Gawker’s Flagship Site Will Shut Down After Univision DealBy
Founder Nick Denton told staff Gawker.com will close next week
Univision was winning bidder for Gawker Media in auction
Gawker.com is shutting down, marking the final chapter for a pioneer in online media and one of the most controversial publishers on the web.
Nick Denton, the founder of Gawker Media, told the site’s staff that it will end operations next week, according to a post on its website. Gawker.com’s archives will still be available, Denton said in a memo to employees.
Earlier this week Univision Holdings Inc. made the winning $135 million bid to acquire Gawker Media, which also published the sports website Deadspin, the women’s site Jezebel, the tech site Gizmodo and others. The company was driven into bankruptcy in June after losing an invasion-of-privacy lawsuit to Hulk Hogan. Univision is expected to use Gawker’s other websites to bolster its growing digital footprint, which includes the websites the Root, the Onion and A.V. Club.
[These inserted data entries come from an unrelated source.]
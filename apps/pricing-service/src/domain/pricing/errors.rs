//! Pricing Errors

use thiserror::Error;

/// Errors raised when option parameters fail validation.
#[derive(Debug, Error, Clone, PartialEq, Eq)]
pub enum ParameterError {
    /// A mandatory field is zero, negative or not finite.
    #[error("{field} must be a positive number, got {value}")]
    NotPositive {
        /// Field name.
        field: &'static str,
        /// Offending value, formatted.
        value: String,
    },

    /// Unknown pricing model identifier.
    #[error("Unknown pricing model: {0}")]
    UnknownModel(String),
}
In his memo Thursday, Denton confirmed that he won’t be working for Univision and instead will “move on to other projects, working to make the web a forum for the open exchange of ideas and information, but out of the news and gossip business.”
He added: “We have not been able to find a single media company or investor willing also to take on Gawker.com. The campaign being mounted against its editorial ethos and former writers has made it too risky. I can understand the caution.”
Oxford University-educated Denton started Gawker.com out of his New York apartment in 2002 with the stated mission of putting “truths on the internet.” That often meant pursuing stories about powerful figures in media and entertainment that other news outlets wouldn’t touch. The site also became an early training ground for many young journalists.
Gawker Media’s bloggers “have introduced a new style of journalism, sometimes enthusiastic, sometimes snarky, but always authentic,” Denton told staff Thursday. “We connect with a skeptical and media-savvy generation by giving them the real story, the version that journalists used to keep to themselves.”
Gawker’s aggressive approach was often controversial. Last year, it removed a story from its website alleging that a Conde Nast executive tried to arrange a meeting with an escort. Denton said the story was true but he regretted publishing it because its point didn’t “offset the embarrassment to the subject and his family.” Denton later told staff Gawker needed to be “10 to 15 percent nicer.” And last fall, Gawker said it decided to retool as a politics-focused website.
Gawker’s ultimate undoing came when Hogan, whose real name is Terry Bollea, sued the publication for posting a tape showing him having sex with a friend’s wife. He claimed Gawker cost him endorsements and inflicted emotional harm.
The company filed for bankruptcy on June 10, a move that temporarily put the brakes on Hogan’s efforts to collect on the verdict.
Peter Thiel, the venture capitalist who co-founded PayPal and sits on the board of Facebook Inc., made a financial contribution to Hogan’s suit. He and Gawker have a feud that goes back almost a decade after another Gawker website, Valleywag, wrote a story outing Thiel as gay.
In a New York Times opinion column published this week, Thiel said, “I am proud to have contributed financial support to his case,” adding that it’s “ridiculous to claim that journalism requires indiscriminate access to private people’s sex lives.”